American Heritage: Evictions

Six years ago yesterday, when I arrived at the Heritage House Apartments after work, it looked like the building was being turned inside out. Garbage and people’s belongings lay all around the foundation where they had been dropped out the windows onto the ground below.
Pickup trucks were backed up to every entrance to the building and men, women, and children were hauling plastic laundry baskets packed with radios, stuffed animals, food, and clothing out the doors. As I pulled in, three elderly folks in motorized wheelchairs rode off across the parking lot with gas cans to refill a car — the Buick LeSabre appeared to be packed with their belongings but unmoveable. An elderly gentleman told me his wife was disabled, and that they hoped to find a place to move that night. He was calling all their family and everyone he knew at church. It was already 8:30 PM.
Heritage House was an old hotel-turned condo/apartment complex on the east side of my town. Some people owned the units they lived in, but many more were units owned by out-of-state or even out-of-country landlords who rented the apartments to low-income families. A number of the units were Section 8, meaning that folks paid a percentage of their income towards the rent and the government program made up the rest. Some of these Section 8 landlords were charging three times what I pay for my house for these tiny, rundown units. They were, basically, making bank.
Heritage House had always been a hard place for people to live, but this night it was no place to live at all. The next day, the city would condemn the entire building due to numerous health and safety violations and because of a $50,000 overdue water bill owed by the condo association (notably, this was not owed by the people who lived there). Sheriffs were going to move through the building floor by floor to make sure people were out.
I had long been worried about the conditions of Heritage House and knew it needed to be condemned, but the whole situation brought to light an even bigger problem: Most folks had no place to go. At the time, I was working at a day shelter and we were hustling to turn our operation into a 24 hour emergency shelter. We had no idea for how long. The people leaving Heritage house ended up suspended between a condemned building and the reality of our city having no available affordable housing for anyone to move into.
Last night government bureaucracy, failed policy, and — if we are being honest — our nations’ deep ambivalence to poor folks, let another deadline pass when the national eviction moratorium lapsed. This move — or more accurately lack of movement- will cause months, or even years, of dangerous hardship and will cripple communities like mine.
Because Congress and the Biden Administration let the eviction moratorium expire, 11.4 million households that are behind on their rent due to COVID could now face eviction across the country. While it lasted, the moratorium prevented households from being evicted for nonpayment, but it didn’t erase back rent owned. I have a neighbor up the street from me that owes over $5,000 in back rent that is coming due today. Most of us have never had that kind of money in our lives.
Courts are expecting eviction filings to start en masse tomorrow when offices open and neighborhoods like mine are going to start seeing sheriffs arrive, paperwork in hand, in the next thirty days.

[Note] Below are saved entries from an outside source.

// Shared helpers for integration tests.
//
// Provides a temporary-directory-backed dotfiles root, data directory, and
// home directory plus a fluent builder, so each integration test can set up
// an isolated environment without repeating filesystem boilerplate.
//
// Used by all integration test binaries that declare `mod common;`.
#![allow(dead_code)]

use std::collections::BTreeMap;
use std::path::{Path, PathBuf};
use std::sync::{Arc, Mutex};

use dodot::context::ExecutionContext;
use dodot::datastore::DataStore;
use dodot::error::{DodotError, Result};
use dodot::exec::{CommandRunner, CommandSpec, ExecResult};
use dodot::fs::SystemFs;
use dodot::handlers::registry;
use dodot::logging::Logger;
use dodot::paths::Paths;
use dodot::pipeline::{Options, Pipeline};
use dodot::types::CommandIntent;

/// Command runner that records invocations and always succeeds.
#[derive(Debug, Default)]
pub struct RecordingRunner {
    calls: Mutex<Vec<String>>,
}

impl RecordingRunner {
    /// Rendered command lines, in call order.
    pub fn calls(&self) -> Vec<String> {
        self.calls
            .lock()
            .unwrap_or_else(std::sync::PoisonError::into_inner)
            .clone()
    }
}

impl CommandRunner for RecordingRunner {
    fn run(&self, spec: &CommandSpec) -> Result<ExecResult> {
        self.calls
            .lock()
            .unwrap_or_else(std::sync::PoisonError::into_inner)
            .push(spec.display());
        Ok(ExecResult {
            success: true,
            code: Some(0),
            ..ExecResult::default()
        })
    }

    fn which(&self, _program: &str) -> bool {
        true
    }
}

/// An isolated dotfiles root, data directory, and home directory backed by
/// a single [`tempfile::TempDir`].
pub struct TestEnv {
    tmp: tempfile::TempDir,
    runner: Arc<dyn CommandRunner>,
}

impl TestEnv {
    /// Dotfiles root.
    pub fn root(&self) -> PathBuf {
        self.tmp.path().join("dotfiles")
    }

    /// Data directory.
    pub fn data(&self) -> PathBuf {
        self.tmp.path().join("data")
    }

    /// Home directory.
    pub fn home(&self) -> PathBuf {
        self.tmp.path().join("home")
    }

    /// Resolved paths for this environment.
    pub fn paths(&self) -> Paths {
        Paths::new(self.root(), self.data(), self.home())
    }

    /// A pipeline over the real filesystem.
    pub fn pipeline(&self) -> Pipeline {
        Pipeline::new(
            self.store(),
            registry::global().clone(),
            Arc::clone(&self.runner),
            Arc::new(Logger::new("test")),
        )
    }

    /// Run `intent` over all packs.
    pub fn run(&self, intent: CommandIntent) -> Result<ExecutionContext> {
        self.pipeline().run(&Options::new(intent))
    }

    /// Run `intent` over the named packs.
    pub fn run_packs(
        &self,
        intent: CommandIntent,
        packs: &[&str],
    ) -> Result<ExecutionContext> {
        let mut opts = Options::new(intent);
        opts.packs = packs.iter().map(ToString::to_string).collect();
        self.pipeline().run(&opts)
    }

    /// Write a file below the dotfiles root.
    pub fn write(&self, relative: &str, content: &str) {
        write_file(&self.root().join(relative), content);
    }

    /// Store over this environment's paths.
    pub fn store(&self) -> DataStore {
        DataStore::new(Arc::new(SystemFs), self.paths())
    }
}

/// Target of the symlink at `path`.
pub fn link_target(path: &Path) -> PathBuf {
    std::fs::read_link(path).expect("read link")
}

/// Every entry under `dir` as `relative path -> description`, with symlinks
/// described by their target and files by their content.
pub fn tree(dir: &Path) -> BTreeMap<PathBuf, String> {
    let mut out = BTreeMap::new();
    walk(dir, dir, &mut out);
    out
}

/// The execution context carried by a failed or cancelled run.
#[allow(clippy::panic)]
pub fn context_of(err: DodotError) -> ExecutionContext {
    match err {
        DodotError::ActionsFailed { context, .. } | DodotError::Cancelled { context } => *context,
        other => panic!("unexpected error: {other}"),
    }
}

fn write_file(path: &Path, content: &str) {
    if let Some(parent) = path.parent() {
        std::fs::create_dir_all(parent).expect("create parent dir");
    }
    std::fs::write(path, content).expect("write file");
}

fn walk(base: &Path, dir: &Path, out: &mut BTreeMap<PathBuf, String>) {
    let Ok(entries) = std::fs::read_dir(dir) else {
        return;
    };
    for entry in entries.flatten() {
        let path = entry.path();
        let rel = path.strip_prefix(base).unwrap_or(&path).to_path_buf();
        let meta = std::fs::symlink_metadata(&path).expect("lstat");
        if meta.file_type().is_symlink() {
            let target = std::fs::read_link(&path).expect("read link");
            out.insert(rel, format!("-> {}", target.display()));
        } else if meta.is_dir() {
            out.insert(rel, "dir".to_string());
            walk(base, &path, out);
        } else {
            let content = std::fs::read(&path).expect("read file");
            out.insert(rel, String::from_utf8_lossy(&content).into_owned());
        }
    }
}

/// Fluent builder for [`TestEnv`].
pub struct TestEnvBuilder {
    env: TestEnv,
}

impl Default for TestEnvBuilder {
    fn default() -> Self {
        Self::new()
    }
}

impl TestEnvBuilder {
    /// Begin with empty dotfiles root and home directories, and a runner
    /// that records commands without running them.
    pub fn new() -> Self {
        let tmp = tempfile::tempdir().expect("create temp dir");
        let env = TestEnv {
            tmp,
            runner: Arc::new(RecordingRunner::default()),
        };
        std::fs::create_dir_all(env.root()).expect("create dotfiles root");
        std::fs::create_dir_all(env.home()).expect("create home");
        Self { env }
    }

    /// Add a pack file (`pack/relative/path`) with `content`.
    pub fn with_file(self, relative: &str, content: &str) -> Self {
        self.env.write(relative, content);
        self
    }

    /// Write `<pack>/.dodot.toml`.
    pub fn with_pack_config(self, pack: &str, content: &str) -> Self {
        self.env.write(&format!("{pack}/.dodot.toml"), content);
        self
    }

    /// Add a file to the home directory.
    pub fn with_home_file(self, relative: &str, content: &str) -> Self {
        write_file(&self.env.home().join(relative), content);
        self
    }

    /// Use `runner` for provisioning commands.
    pub fn with_runner(mut self, runner: Arc<dyn CommandRunner>) -> Self {
        self.env.runner = runner;
        self
    }

    /// Finish building and return the environment.
    pub fn build(self) -> TestEnv {
        self.env
    }
}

At Heritage House that night, I talked to a woman standing guard over a shopping cart of her belongings who said she was waiting for a friend to come to get her. She said she wanted to get out that night and not the next day, because “everyone’s going crazy in there.” She said that landlords had been coming in all day, ripping out cabinets and appliances and anything salvageable before the city boarded the building up. Her landlord had taken all the doors out of her apartment.
There were less than 200 units in Heritage House. If I remember correctly, about a quarter of the people living there ended up in our emergency shelter, some for a few days, some for weeks. Now, we are about to see a Heritage House disaster on a national scale — Not only are people going to be kicked out, but they are going to have no place to go.
This is not an acute disaster or even really a COVID-specific disaster. It’s been decades in making and if lawmakers are paying any attention, the arbitrary deadline of July 31st shouldn’t have snuck up on them. This crisis has rolled out like the water in a wide, swollen river. It has been folding families up under its floodwaters a long, long time.
Democrats have failed to distribute the earmarked money from the American Rescue Plan and meet deadlines, and Republicans can absolutely be blamed for obstruction, but the truth is if we continue to have people in office who have never had their water cut off or a shut out notice tacked to their doors, then we can expect disaster after disaster roll out on top of us.
I remember one mother that night at Heritage House in particular. She was holding her six-year-old son on her lap as she balanced on top of a stack of plastic tubs. Behind her was a lamp and a mattress propped against the wall. I asked her where she was going. “I have no idea,” she said. “It’s not like we wanted to live here, but we wanted to live somewhere.”
I don’t know where she and her son ended up six years ago. I didn’t see them arrive at our shelter. I wonder sometimes what happened to her, and I wonder today where she is living and if she is safe from this latest round of government malpractice? I have no idea. All I can say is this is some goddamn heritage we are making.